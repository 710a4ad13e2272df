//! Flattening a line of markup into styled runs.

use crate::dom::{Document, NodeData, NodeId};
use crate::style::{Cascade, TypographicStyle};

/// One unit of output text.
#[derive(Debug, Clone, PartialEq)]
pub enum ResolvedRun {
    Text {
        text: String,
        style: TypographicStyle,
    },
    /// An explicit `br`, rendered as a single newline in the enclosing style.
    LineBreak { style: TypographicStyle },
}

impl ResolvedRun {
    /// Literal text of the run. A line break reads as `"\n"`.
    pub fn text(&self) -> &str {
        match self {
            ResolvedRun::Text { text, .. } => text,
            ResolvedRun::LineBreak { .. } => "\n",
        }
    }

    pub fn style(&self) -> &TypographicStyle {
        match self {
            ResolvedRun::Text { style, .. } | ResolvedRun::LineBreak { style } => style,
        }
    }
}

/// Text-bearing leaves of a line, in document order.
#[derive(Debug, Clone, Copy, PartialEq, Eq)]
enum Leaf {
    Text(NodeId),
    Break,
}

fn is_line_break(doc: &Document, node: NodeId) -> bool {
    doc.has_tag(node, "br")
}

fn collect_leaves(doc: &Document, node: NodeId, leaves: &mut Vec<Leaf>) {
    let Some(data) = doc.get(node).map(|n| &n.data) else {
        return;
    };
    match data {
        NodeData::Text(_) => leaves.push(Leaf::Text(node)),
        NodeData::Element { .. } if is_line_break(doc, node) => leaves.push(Leaf::Break),
        NodeData::Element { .. } | NodeData::Document => {
            for child in doc.children(node) {
                collect_leaves(doc, child, leaves);
            }
        }
        NodeData::Comment(_) | NodeData::Doctype { .. } => {}
    }
}

/// Trim the whitespace that opens and closes a line.
///
/// Leading whitespace is removed from the first text of the line and
/// trailing whitespace from the last. A text that trims down to nothing
/// passes the trim on to the next one; a `br` stops it. This edits the text
/// nodes in place and is the only change the renderer makes to the tree.
pub fn trim_line(doc: &mut Document, line: &[NodeId]) {
    let mut leaves = Vec::new();
    for &node in line {
        collect_leaves(doc, node, &mut leaves);
    }

    for leaf in &leaves {
        let Leaf::Text(id) = *leaf else { break };
        let Some(text) = doc.text_content_mut(id) else {
            continue;
        };
        let leading = text.len() - text.trim_start().len();
        text.drain(..leading);
        if !text.is_empty() {
            break;
        }
    }

    for leaf in leaves.iter().rev() {
        let Leaf::Text(id) = *leaf else { break };
        let Some(text) = doc.text_content_mut(id) else {
            continue;
        };
        text.truncate(text.trim_end().len());
        if !text.is_empty() {
            break;
        }
    }
}

/// Walk the line depth-first and emit one run per text node and line break.
///
/// Each node's effective style is composed from its own style and its
/// parent's, threaded down the walk. Elements emit nothing themselves; empty
/// text emits nothing.
pub fn flatten_line(cascade: &Cascade<'_>, line: &[NodeId]) -> Vec<ResolvedRun> {
    let doc = cascade.document();
    let mut runs = Vec::new();
    let mut parent_style: Option<(NodeId, TypographicStyle)> = None;

    for &node in line {
        // Lines are usually siblings, so the parent's style is reused.
        let parent = doc.parent(node).unwrap_or(NodeId::NONE);
        if !matches!(&parent_style, Some((id, _)) if *id == parent) {
            let style = if parent.is_some() {
                cascade.effective_style(parent)
            } else {
                TypographicStyle::default()
            };
            parent_style = Some((parent, style));
        }
        if let Some((_, inherited)) = &parent_style {
            visit(cascade, node, inherited, &mut runs);
        }
    }

    runs
}

fn visit(
    cascade: &Cascade<'_>,
    node: NodeId,
    inherited: &TypographicStyle,
    runs: &mut Vec<ResolvedRun>,
) {
    let doc = cascade.document();
    let Some(data) = doc.get(node).map(|n| &n.data) else {
        return;
    };

    match data {
        NodeData::Text(text) => {
            if !text.is_empty() {
                // Text has no own style.
                runs.push(ResolvedRun::Text {
                    text: text.clone(),
                    style: inherited.clone(),
                });
            }
        }
        NodeData::Element { .. } => {
            let style = cascade.compose(&cascade.own_style(node), inherited);
            if is_line_break(doc, node) {
                runs.push(ResolvedRun::LineBreak { style });
            } else {
                for child in doc.children(node) {
                    visit(cascade, child, &style, runs);
                }
            }
        }
        NodeData::Document => {
            for child in doc.children(node) {
                visit(cascade, child, inherited, runs);
            }
        }
        NodeData::Comment(_) | NodeData::Doctype { .. } => {}
    }
}

#[cfg(test)]
mod tests {
    use super::*;
    use crate::style::{Color, TagStyleTable};

    fn body_line(doc: &Document) -> Vec<NodeId> {
        let p = doc.find_by_tag("p").expect("p");
        doc.children(p).collect()
    }

    fn texts(runs: &[ResolvedRun]) -> Vec<&str> {
        runs.iter().map(ResolvedRun::text).collect()
    }

    #[test]
    fn test_runs_in_document_order() {
        let doc = Document::parse_html("<p>a<b>b<i>c</i></b>d</p>");
        let table = TagStyleTable::html_defaults();
        let cascade = Cascade::new(&doc, &table);

        let runs = flatten_line(&cascade, &body_line(&doc));
        assert_eq!(texts(&runs), vec!["a", "b", "c", "d"]);
        assert!(!runs[0].style().bold);
        assert!(runs[1].style().bold);
        assert!(runs[2].style().bold && runs[2].style().italic);
        assert!(!runs[3].style().bold);
    }

    #[test]
    fn test_styles_match_effective_style() {
        let doc = Document::parse_html(
            r#"<div style="color: red"><p>x<b style="color: blue">y<u>z</u></b><br></p></div>"#,
        );
        let table = TagStyleTable::html_defaults();
        let cascade = Cascade::new(&doc, &table);

        let runs = flatten_line(&cascade, &body_line(&doc));
        let y = doc.find_text("y").unwrap();
        let z = doc.find_text("z").unwrap();
        assert_eq!(runs[1].style(), &cascade.effective_style(y));
        assert_eq!(runs[2].style(), &cascade.effective_style(z));
        assert_eq!(runs[2].style().color, Some(Color::rgb(255, 0, 0)));
    }

    #[test]
    fn test_line_break_run() {
        let doc = Document::parse_html("<p>one<br>two</p>");
        let table = TagStyleTable::new();
        let cascade = Cascade::new(&doc, &table);

        let runs = flatten_line(&cascade, &body_line(&doc));
        assert_eq!(texts(&runs), vec!["one", "\n", "two"]);
        assert!(matches!(runs[1], ResolvedRun::LineBreak { .. }));
    }

    #[test]
    fn test_comments_emit_nothing() {
        let doc = Document::parse_html("<p>a<!-- note -->b</p>");
        let table = TagStyleTable::new();
        let cascade = Cascade::new(&doc, &table);
        let runs = flatten_line(&cascade, &body_line(&doc));
        assert_eq!(texts(&runs), vec!["a", "b"]);
    }

    #[test]
    fn test_trim_line_ends_only() {
        let mut doc = Document::parse_html("<p>  lead <b> mid </b> tail  </p>");
        let line = body_line(&doc);
        trim_line(&mut doc, &line);

        let table = TagStyleTable::new();
        let cascade = Cascade::new(&doc, &table);
        let runs = flatten_line(&cascade, &line);
        assert_eq!(texts(&runs), vec!["lead ", " mid ", " tail"]);
    }

    #[test]
    fn test_trim_passes_through_blank_text() {
        let mut doc = Document::new();
        let root = doc.root();
        let p = doc.create_element("p", &[]);
        doc.append(root, p).unwrap();
        let blank = doc.create_text("   ");
        let b = doc.create_element("b", &[]);
        let word = doc.create_text("  word  ");
        let tail = doc.create_text(" \n");
        doc.append(p, blank).unwrap();
        doc.append(p, b).unwrap();
        doc.append(b, word).unwrap();
        doc.append(p, tail).unwrap();

        let line: Vec<_> = doc.children(p).collect();
        trim_line(&mut doc, &line);
        assert_eq!(doc.text_content(blank), Some(""));
        assert_eq!(doc.text_content(word), Some("word"));
        assert_eq!(doc.text_content(tail), Some(""));

        let table = TagStyleTable::new();
        let runs = flatten_line(&Cascade::new(&doc, &table), &line);
        assert_eq!(texts(&runs), vec!["word"]);
    }

    #[test]
    fn test_trim_stops_at_break() {
        let mut doc = Document::parse_html("<p><br> x </p>");
        let line = body_line(&doc);
        trim_line(&mut doc, &line);
        let x = doc.find_text(" x").unwrap();
        assert_eq!(doc.text_content(x), Some(" x"));
    }

    #[test]
    fn test_trim_is_idempotent() {
        let mut doc = Document::parse_html("<p> a <i> b </i> c </p>");
        let line = body_line(&doc);
        let table = TagStyleTable::new();

        trim_line(&mut doc, &line);
        let first = flatten_line(&Cascade::new(&doc, &table), &line);
        trim_line(&mut doc, &line);
        let second = flatten_line(&Cascade::new(&doc, &table), &line);
        assert_eq!(first, second);
    }
}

* * * * * * *

▸ **Work instruction**
Repeat exactly the lines of the listing from its first line through the line that holds "the enclosing style.". Nothing else should appear.

▸ **Answer**
repository 710a4ad13e2272df
//! Flattening a line of markup into styled runs.

use crate::dom::{Document, NodeData, NodeId};
use crate::style::{Cascade, TypographicStyle};

/// One unit of output text.
#[derive(Debug, Clone, PartialEq)]
pub enum ResolvedRun {
    Text {
        text: String,
        style: TypographicStyle,
    },
    /// An explicit `br`, rendered as a single newline in the enclosing style.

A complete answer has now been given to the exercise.